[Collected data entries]

┌────────

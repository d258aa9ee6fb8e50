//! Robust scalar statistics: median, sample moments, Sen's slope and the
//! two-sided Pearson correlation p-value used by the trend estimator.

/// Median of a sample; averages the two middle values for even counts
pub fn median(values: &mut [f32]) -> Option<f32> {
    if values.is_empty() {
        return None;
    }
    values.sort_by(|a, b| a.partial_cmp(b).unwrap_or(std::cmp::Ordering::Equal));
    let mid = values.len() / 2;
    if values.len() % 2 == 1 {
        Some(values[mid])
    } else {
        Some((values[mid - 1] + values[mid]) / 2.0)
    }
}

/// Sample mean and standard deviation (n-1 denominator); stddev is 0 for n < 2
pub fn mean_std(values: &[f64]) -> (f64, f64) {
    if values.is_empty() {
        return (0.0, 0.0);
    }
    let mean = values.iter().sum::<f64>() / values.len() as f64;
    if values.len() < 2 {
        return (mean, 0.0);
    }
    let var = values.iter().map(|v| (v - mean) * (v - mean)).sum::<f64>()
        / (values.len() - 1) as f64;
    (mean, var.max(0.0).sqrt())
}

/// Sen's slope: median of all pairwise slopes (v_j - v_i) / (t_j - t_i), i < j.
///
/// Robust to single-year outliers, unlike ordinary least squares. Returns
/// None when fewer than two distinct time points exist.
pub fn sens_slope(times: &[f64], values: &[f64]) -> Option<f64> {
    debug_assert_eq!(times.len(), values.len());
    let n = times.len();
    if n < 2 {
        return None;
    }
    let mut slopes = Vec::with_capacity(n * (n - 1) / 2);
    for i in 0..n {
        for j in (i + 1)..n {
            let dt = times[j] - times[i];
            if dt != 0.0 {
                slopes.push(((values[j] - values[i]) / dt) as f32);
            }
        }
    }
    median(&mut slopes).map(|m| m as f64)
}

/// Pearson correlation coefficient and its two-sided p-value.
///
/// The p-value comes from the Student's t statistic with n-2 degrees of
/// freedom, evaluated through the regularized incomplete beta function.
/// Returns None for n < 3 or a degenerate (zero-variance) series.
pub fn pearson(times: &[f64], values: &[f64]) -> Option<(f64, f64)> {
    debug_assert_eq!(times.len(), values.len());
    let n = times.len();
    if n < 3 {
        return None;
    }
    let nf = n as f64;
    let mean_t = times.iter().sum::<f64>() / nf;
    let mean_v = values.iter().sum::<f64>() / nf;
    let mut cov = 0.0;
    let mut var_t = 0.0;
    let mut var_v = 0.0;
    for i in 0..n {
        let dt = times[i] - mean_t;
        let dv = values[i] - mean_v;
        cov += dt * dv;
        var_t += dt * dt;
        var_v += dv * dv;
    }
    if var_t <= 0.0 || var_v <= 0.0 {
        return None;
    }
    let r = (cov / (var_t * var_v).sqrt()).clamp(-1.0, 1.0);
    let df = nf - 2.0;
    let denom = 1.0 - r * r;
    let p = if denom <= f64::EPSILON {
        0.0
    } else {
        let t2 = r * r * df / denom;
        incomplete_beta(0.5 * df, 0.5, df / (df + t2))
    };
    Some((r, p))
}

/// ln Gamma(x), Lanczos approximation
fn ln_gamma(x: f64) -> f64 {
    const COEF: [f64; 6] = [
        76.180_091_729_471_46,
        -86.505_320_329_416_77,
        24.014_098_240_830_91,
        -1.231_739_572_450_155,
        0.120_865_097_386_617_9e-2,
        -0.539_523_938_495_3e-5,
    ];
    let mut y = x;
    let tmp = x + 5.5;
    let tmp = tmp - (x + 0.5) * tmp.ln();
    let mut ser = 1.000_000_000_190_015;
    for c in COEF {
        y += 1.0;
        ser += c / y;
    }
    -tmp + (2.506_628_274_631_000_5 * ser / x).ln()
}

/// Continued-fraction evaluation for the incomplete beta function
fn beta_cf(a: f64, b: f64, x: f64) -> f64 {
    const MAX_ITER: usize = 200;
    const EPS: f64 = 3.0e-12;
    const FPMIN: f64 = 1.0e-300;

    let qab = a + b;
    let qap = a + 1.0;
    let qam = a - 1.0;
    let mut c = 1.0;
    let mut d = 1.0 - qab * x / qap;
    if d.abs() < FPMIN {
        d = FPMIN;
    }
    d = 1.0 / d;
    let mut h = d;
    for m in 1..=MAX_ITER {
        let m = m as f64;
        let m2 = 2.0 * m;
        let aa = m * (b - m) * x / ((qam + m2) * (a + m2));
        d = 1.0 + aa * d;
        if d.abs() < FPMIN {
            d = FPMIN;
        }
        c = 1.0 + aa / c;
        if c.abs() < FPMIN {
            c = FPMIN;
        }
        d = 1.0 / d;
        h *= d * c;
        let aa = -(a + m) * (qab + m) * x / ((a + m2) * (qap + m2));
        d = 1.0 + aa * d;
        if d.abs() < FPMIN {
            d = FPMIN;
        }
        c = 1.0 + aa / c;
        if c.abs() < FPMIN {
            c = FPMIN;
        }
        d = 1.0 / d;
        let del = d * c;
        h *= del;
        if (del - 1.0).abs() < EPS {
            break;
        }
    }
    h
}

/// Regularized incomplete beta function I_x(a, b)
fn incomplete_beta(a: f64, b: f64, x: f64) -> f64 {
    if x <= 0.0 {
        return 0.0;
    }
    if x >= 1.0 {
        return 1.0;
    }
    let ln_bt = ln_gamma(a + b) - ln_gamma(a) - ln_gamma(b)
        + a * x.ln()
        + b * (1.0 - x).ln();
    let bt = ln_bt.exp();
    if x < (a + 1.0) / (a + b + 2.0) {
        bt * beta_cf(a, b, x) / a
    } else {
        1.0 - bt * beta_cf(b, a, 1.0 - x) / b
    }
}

└────────
┌────────

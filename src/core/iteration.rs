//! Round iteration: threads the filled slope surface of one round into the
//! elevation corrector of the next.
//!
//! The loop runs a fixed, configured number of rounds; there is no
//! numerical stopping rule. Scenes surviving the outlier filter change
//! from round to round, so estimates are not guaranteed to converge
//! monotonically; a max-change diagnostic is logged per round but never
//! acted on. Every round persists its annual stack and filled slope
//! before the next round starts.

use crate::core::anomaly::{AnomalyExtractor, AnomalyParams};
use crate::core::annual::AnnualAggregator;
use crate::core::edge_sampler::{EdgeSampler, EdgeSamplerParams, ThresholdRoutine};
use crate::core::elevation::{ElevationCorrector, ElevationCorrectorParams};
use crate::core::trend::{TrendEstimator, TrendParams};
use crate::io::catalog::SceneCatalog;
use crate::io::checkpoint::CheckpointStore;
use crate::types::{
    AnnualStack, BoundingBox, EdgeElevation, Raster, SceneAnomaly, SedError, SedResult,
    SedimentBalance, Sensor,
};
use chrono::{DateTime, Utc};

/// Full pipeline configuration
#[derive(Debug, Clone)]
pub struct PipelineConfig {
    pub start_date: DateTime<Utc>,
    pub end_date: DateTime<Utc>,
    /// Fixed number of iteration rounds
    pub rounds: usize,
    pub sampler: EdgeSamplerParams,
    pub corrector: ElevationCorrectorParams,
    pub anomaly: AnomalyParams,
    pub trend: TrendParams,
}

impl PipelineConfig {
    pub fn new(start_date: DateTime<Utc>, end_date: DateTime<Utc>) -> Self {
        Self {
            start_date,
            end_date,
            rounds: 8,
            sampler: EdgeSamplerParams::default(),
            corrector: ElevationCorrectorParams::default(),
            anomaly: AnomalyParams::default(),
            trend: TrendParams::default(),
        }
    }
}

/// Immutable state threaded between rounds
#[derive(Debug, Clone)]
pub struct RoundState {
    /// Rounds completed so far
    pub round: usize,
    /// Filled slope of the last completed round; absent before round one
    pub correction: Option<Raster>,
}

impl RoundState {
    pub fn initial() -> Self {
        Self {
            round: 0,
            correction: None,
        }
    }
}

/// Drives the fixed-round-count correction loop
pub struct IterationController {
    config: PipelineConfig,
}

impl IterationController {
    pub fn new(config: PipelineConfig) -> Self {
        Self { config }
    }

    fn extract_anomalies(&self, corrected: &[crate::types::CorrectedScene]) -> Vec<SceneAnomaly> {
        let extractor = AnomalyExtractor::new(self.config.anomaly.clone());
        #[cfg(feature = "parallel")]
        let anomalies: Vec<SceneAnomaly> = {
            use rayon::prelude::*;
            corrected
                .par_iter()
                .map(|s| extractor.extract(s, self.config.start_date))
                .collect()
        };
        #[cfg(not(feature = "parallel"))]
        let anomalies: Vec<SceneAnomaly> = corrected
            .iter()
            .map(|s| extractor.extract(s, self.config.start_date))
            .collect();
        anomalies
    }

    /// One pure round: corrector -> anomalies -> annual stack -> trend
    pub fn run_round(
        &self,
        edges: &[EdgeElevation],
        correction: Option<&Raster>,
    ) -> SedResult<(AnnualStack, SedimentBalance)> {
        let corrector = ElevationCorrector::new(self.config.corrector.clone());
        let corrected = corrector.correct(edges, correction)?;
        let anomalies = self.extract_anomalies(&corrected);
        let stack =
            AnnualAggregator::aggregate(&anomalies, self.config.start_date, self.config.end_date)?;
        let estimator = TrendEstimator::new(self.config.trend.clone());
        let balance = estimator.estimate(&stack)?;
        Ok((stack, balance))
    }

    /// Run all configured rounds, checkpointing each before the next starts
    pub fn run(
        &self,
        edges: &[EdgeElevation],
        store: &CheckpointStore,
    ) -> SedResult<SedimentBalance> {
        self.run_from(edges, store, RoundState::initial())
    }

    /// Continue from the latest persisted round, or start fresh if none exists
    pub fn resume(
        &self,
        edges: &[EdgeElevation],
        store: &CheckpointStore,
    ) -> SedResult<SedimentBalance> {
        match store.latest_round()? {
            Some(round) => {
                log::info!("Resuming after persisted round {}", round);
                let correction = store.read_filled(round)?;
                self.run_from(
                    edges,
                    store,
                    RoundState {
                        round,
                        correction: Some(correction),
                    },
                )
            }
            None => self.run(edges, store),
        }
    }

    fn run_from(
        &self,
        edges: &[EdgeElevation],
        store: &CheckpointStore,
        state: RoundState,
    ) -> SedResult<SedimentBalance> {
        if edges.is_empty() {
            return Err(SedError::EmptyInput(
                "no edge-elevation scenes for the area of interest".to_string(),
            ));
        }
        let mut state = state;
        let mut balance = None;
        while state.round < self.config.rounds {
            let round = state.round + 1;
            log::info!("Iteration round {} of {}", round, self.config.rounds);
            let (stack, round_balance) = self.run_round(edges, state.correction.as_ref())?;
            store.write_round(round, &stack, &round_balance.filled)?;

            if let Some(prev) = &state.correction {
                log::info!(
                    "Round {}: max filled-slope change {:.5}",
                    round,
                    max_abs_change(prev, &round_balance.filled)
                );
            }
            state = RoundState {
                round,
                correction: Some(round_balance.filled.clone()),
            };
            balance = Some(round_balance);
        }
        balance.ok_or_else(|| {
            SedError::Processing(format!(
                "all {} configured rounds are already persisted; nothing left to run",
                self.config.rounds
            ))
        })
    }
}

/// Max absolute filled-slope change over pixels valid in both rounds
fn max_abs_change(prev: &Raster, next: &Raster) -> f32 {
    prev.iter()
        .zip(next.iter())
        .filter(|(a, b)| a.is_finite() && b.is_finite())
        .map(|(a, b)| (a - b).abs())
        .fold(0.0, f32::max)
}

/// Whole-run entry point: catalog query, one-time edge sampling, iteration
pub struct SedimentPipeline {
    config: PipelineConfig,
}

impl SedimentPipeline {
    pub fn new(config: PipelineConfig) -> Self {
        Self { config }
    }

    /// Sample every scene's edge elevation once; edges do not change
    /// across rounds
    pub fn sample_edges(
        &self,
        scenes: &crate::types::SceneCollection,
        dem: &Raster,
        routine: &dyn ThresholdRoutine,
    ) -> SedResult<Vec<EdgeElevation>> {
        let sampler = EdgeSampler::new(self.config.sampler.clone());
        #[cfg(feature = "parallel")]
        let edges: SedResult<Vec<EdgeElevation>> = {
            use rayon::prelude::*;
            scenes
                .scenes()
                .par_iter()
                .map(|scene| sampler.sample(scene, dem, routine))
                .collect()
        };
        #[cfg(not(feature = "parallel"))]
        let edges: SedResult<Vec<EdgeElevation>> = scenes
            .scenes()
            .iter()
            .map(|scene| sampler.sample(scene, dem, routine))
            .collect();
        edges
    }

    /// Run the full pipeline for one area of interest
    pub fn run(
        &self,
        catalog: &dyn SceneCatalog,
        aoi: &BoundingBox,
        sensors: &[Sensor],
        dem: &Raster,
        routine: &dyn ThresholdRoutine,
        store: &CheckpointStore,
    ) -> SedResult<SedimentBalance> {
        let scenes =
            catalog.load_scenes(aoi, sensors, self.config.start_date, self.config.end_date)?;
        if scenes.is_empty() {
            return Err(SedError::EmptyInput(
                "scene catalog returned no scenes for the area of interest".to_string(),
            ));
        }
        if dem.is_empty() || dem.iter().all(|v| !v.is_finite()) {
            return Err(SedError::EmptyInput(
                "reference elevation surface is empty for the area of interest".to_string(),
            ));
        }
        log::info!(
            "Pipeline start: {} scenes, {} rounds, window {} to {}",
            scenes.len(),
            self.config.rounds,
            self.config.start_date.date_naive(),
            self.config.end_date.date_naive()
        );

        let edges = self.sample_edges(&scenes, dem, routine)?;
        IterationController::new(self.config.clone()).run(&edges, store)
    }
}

└────────

-- WHAT THE EXERCISE ASKS --
In the data above, find each line that uses the string "interest". Copy it.

-- EXERCISE RESPONSE --
                "no edge-elevation scenes for the area of interest".to_string(),
    /// Run the full pipeline for one area of interest
                "scene catalog returned no scenes for the area of interest".to_string(),
                "reference elevation surface is empty for the area of interest".to_string(),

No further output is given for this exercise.